Securing and Upgrading Firmware
Some BIOS firmware can detect intrusion by inspecting the contact status on the motherboard. If this feature is enabled in the BIOS and the sensor present on the chassis is linked with the contact on the motherboard, then the cover removal will be detected and the BIOS will log it. Because of the CMOS battery, this can happen even if the system is off. The BIOS will notify you of the intrusion at the next boot-up. Unless additional intrusion is detected, no notification is shown over subsequent boots.
The primary role of BIOS is to secure the system. Initially, the BIOS permitted setting of two passwords — supervisor/access password and the user password. The user password is required to leave the initial power-on screen and start the booting process of an OS. You need to know the supervisor password to enter the BIOS configuration utility. It is always beneficial to set the supervisor password.
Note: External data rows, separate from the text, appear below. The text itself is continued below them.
//! Command set understood by a search server
//!
//! Send and control commands return the server's [`CommandResult`]: a
//! non-zero status means the server rejected the command for an application
//! reason and the connection stays usable. Query commands return decoded
//! values directly; they carry no application status on the wire, so their
//! only failure mode is a transport or decode error.

use symreg_protocol::payload::{self, tags};
use symreg_protocol::types::{
    DataSet, SearchOptions, SearchProgress, ServerInfo, SolutionFrontier, SolutionInfo,
};
use symreg_protocol::{CommandResult, Opcode};
use symreg_utils::{Result, SymregError};

use crate::connection::Connection;

impl Connection {
    /// Transfer a data set to the server
    pub fn send_data_set(&mut self, data: &DataSet) -> Result<CommandResult> {
        let payload = payload::encode(tags::DATA_SET, data)
            .map_err(|e| SymregError::internal(e.to_string()))?;
        self.write_command_packet(Opcode::SendDataSet, &payload)?;
        self.read_response()
    }

    /// Tell the server to load a data set from a path visible to it
    pub fn send_data_location(&mut self, path: &str) -> Result<CommandResult> {
        self.write_command_packet(Opcode::SendDataLocation, path.as_bytes())?;
        self.read_response()
    }

    /// Transfer search options to the server
    pub fn send_options(&mut self, options: &SearchOptions) -> Result<CommandResult> {
        let payload = payload::encode(tags::SEARCH_OPTIONS, options)
            .map_err(|e| SymregError::internal(e.to_string()))?;
        self.write_command_packet(Opcode::SendOptions, &payload)?;
        self.read_response()
    }

    /// Seed the search population with a single equation
    pub fn send_individual_text(&mut self, text: &str) -> Result<CommandResult> {
        self.send_individuals(&[SolutionInfo::new(text)])
    }

    /// Seed the search population with a single solution
    pub fn send_individual(&mut self, soln: SolutionInfo) -> Result<CommandResult> {
        self.send_individuals(&[soln])
    }

    /// Seed the search population with a set of solutions
    pub fn send_individuals(&mut self, individuals: &[SolutionInfo]) -> Result<CommandResult> {
        let payload = payload::encode(tags::VECTOR_SOLUTION_INFO, individuals)
            .map_err(|e| SymregError::internal(e.to_string()))?;
        self.write_command_packet(Opcode::SendIndividuals, &payload)?;
        self.read_response()
    }

    /// Query a snapshot of the search state
    pub fn query_progress(&mut self) -> Result<SearchProgress> {
        self.write_command(Opcode::QueryProgress)?;
        let packet = self.read_packet()?;
        payload::decode(tags::SEARCH_PROGRESS, &packet)
            .map_err(|e| SymregError::decode(e.to_string()))
    }

    /// Query the server's system information
    pub fn query_server_info(&mut self) -> Result<ServerInfo> {
        self.write_command(Opcode::QueryServerInfo)?;
        let packet = self.read_packet()?;
        payload::decode(tags::SERVER_INFO, &packet).map_err(|e| SymregError::decode(e.to_string()))
    }

    /// Query a random sample of individuals from the search population
    pub fn query_individuals(&mut self, count: i32) -> Result<Vec<SolutionInfo>> {
        self.write_command_fixed(Opcode::QueryIndividuals, count)?;
        let packet = self.read_packet()?;
        payload::decode(tags::VECTOR_SOLUTION_INFO, &packet)
            .map_err(|e| SymregError::decode(e.to_string()))
    }

    /// Query a single random individual from the search population
    pub fn query_individual(&mut self) -> Result<SolutionInfo> {
        let mut individuals = self.query_individuals(1)?;
        individuals
            .pop()
            .ok_or_else(|| SymregError::decode("Server returned no individuals"))
    }

    /// Query the server's current solution frontier
    pub fn query_frontier(&mut self) -> Result<SolutionFrontier> {
        self.write_command(Opcode::QueryFrontier)?;
        let packet = self.read_packet()?;
        payload::decode(tags::SOLUTION_FRONTIER, &packet)
            .map_err(|e| SymregError::decode(e.to_string()))
    }

    /// Start or resume searching
    pub fn start_search(&mut self) -> Result<CommandResult> {
        self.write_command(Opcode::StartSearch)?;
        self.read_response()
    }

    /// Pause searching, keeping the population
    pub fn pause_search(&mut self) -> Result<CommandResult> {
        self.write_command(Opcode::PauseSearch)?;
        self.read_response()
    }

    /// Stop searching and discard the population
    pub fn end_search(&mut self) -> Result<CommandResult> {
        self.write_command(Opcode::EndSearch)?;
        self.read_response()
    }

    /// Have the server evaluate solutions against its loaded data set,
    /// filling in score, fitness, and complexity
    pub fn calc_solution_info(&mut self, solutions: &[SolutionInfo]) -> Result<Vec<SolutionInfo>> {
        let payload = payload::encode(tags::VECTOR_SOLUTION_INFO, solutions)
            .map_err(|e| SymregError::internal(e.to_string()))?;
        self.write_command_packet(Opcode::CalcSolutionInfo, &payload)?;
        let packet = self.read_packet()?;
        payload::decode(tags::VECTOR_SOLUTION_INFO, &packet)
            .map_err(|e| SymregError::decode(e.to_string()))
    }

    /// Evaluate a single solution against the server's loaded data set
    pub fn calc_single_solution_info(&mut self, soln: &SolutionInfo) -> Result<SolutionInfo> {
        let mut evaluated = self.calc_solution_info(std::slice::from_ref(soln))?;
        evaluated
            .pop()
            .ok_or_else(|| SymregError::decode("Server returned no evaluated solutions"))
    }
}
But in public systems, the user password should not be set because in unforeseen power cycle, the systems will have to boot on their own.
The firmware that is encoded in the motherboard chip may require update. This upgradation of firmware is required so that the motherboard can support the hardware that is newly installed. But updating firmware is a risky option and you should always note the name of the BIOS manufacturer and the model of the motherboard before updating the firmware. The name of the BIOS manufacturer and motherboard model will be required to install the required software for upgrading the firmware. You can install the software from the manufacturer’s website. But remember that the firmware should be updated only when there is a problem in the system hardware or if additional functionality is required in the computer system.